> **EXERCISE OBJECTIVE**
In the records below, find each line with the word "struct" and copy it.

==========

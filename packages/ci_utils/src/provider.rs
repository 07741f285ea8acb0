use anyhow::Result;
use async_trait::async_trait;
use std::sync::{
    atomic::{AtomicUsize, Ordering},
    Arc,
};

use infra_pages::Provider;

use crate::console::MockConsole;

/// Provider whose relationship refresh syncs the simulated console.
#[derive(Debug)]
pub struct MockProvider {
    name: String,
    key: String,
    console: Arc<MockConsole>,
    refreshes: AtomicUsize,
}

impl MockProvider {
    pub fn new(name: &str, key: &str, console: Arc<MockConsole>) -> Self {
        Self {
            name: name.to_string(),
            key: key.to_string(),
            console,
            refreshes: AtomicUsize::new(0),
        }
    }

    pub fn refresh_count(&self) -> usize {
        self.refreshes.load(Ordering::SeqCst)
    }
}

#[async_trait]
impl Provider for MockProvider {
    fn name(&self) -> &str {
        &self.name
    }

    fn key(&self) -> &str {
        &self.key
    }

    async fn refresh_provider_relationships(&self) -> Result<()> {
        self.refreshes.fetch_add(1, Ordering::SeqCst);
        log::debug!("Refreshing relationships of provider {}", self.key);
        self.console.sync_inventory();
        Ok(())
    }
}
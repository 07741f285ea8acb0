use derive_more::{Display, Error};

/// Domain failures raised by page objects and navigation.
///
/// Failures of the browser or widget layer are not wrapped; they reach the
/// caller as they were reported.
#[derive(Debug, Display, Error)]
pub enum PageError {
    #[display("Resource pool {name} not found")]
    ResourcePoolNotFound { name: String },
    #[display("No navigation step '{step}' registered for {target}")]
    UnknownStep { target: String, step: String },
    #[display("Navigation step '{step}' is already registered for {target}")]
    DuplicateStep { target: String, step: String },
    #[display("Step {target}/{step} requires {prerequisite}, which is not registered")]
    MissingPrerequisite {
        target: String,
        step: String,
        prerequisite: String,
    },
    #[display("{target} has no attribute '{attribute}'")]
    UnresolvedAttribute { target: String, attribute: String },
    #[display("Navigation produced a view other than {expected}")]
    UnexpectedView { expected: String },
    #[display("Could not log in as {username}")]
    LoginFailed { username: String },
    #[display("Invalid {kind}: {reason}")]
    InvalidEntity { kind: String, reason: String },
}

==========

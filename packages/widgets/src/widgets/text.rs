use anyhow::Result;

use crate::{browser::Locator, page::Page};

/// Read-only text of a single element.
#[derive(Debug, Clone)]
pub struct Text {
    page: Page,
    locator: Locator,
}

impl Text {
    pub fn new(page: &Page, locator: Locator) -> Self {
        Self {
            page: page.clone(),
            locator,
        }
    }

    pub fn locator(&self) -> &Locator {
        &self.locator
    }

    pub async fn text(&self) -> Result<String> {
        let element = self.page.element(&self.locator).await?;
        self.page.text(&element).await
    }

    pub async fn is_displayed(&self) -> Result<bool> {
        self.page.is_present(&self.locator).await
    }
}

==========

> **ANSWER TO THIS TASK**
pub struct MockProvider {
pub struct Text {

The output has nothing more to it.